AVAILABLE DATA START

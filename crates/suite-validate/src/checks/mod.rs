//! Validation check modules.
//!
//! Each module covers one area of the app definition and returns its
//! findings without stopping at the first problem.

mod app;
mod details;
mod features;
mod form;
mod module;
mod search;

use suite_model::Diagnostic;

use crate::context::ValidationContext;

/// Run every check over the whole app.
pub fn run_all(ctx: &ValidationContext<'_>) -> Vec<Diagnostic> {
    let mut diagnostics = Vec::new();

    // 1. App-wide structure: languages, cycles, roots, ids
    diagnostics.extend(app::check(ctx));

    // 2. Per-module configuration
    for module in &ctx.app.modules {
        diagnostics.extend(module::check(ctx, module));
        diagnostics.extend(details::check(ctx, module));
        diagnostics.extend(search::check(module));
    }

    // 3. Per-form case actions
    for module in &ctx.app.modules {
        for form in &module.forms {
            diagnostics.extend(form::check(ctx, module, form));
        }
    }

    // 4. Feature availability against the target build
    diagnostics.extend(features::check(ctx));

    diagnostics
}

AVAILABLE DATA END

TASK DETAILS =
Please give an exact copy of the entries above, from the line with "use suite_model::Diagnostic;" down to the line with "for form in", inclusive, and nothing else.

RESPONSE TO THE EXERCISE =
use suite_model::Diagnostic;

use crate::context::ValidationContext;

/// Run every check over the whole app.
pub fn run_all(ctx: &ValidationContext<'_>) -> Vec<Diagnostic> {
    let mut diagnostics = Vec::new();

    // 1. App-wide structure: languages, cycles, roots, ids
    diagnostics.extend(app::check(ctx));

    // 2. Per-module configuration
    for module in &ctx.app.modules {
        diagnostics.extend(module::check(ctx, module));
        diagnostics.extend(details::check(ctx, module));
        diagnostics.extend(search::check(module));
    }

    // 3. Per-form case actions
    for module in &ctx.app.modules {
        for form in &module.forms {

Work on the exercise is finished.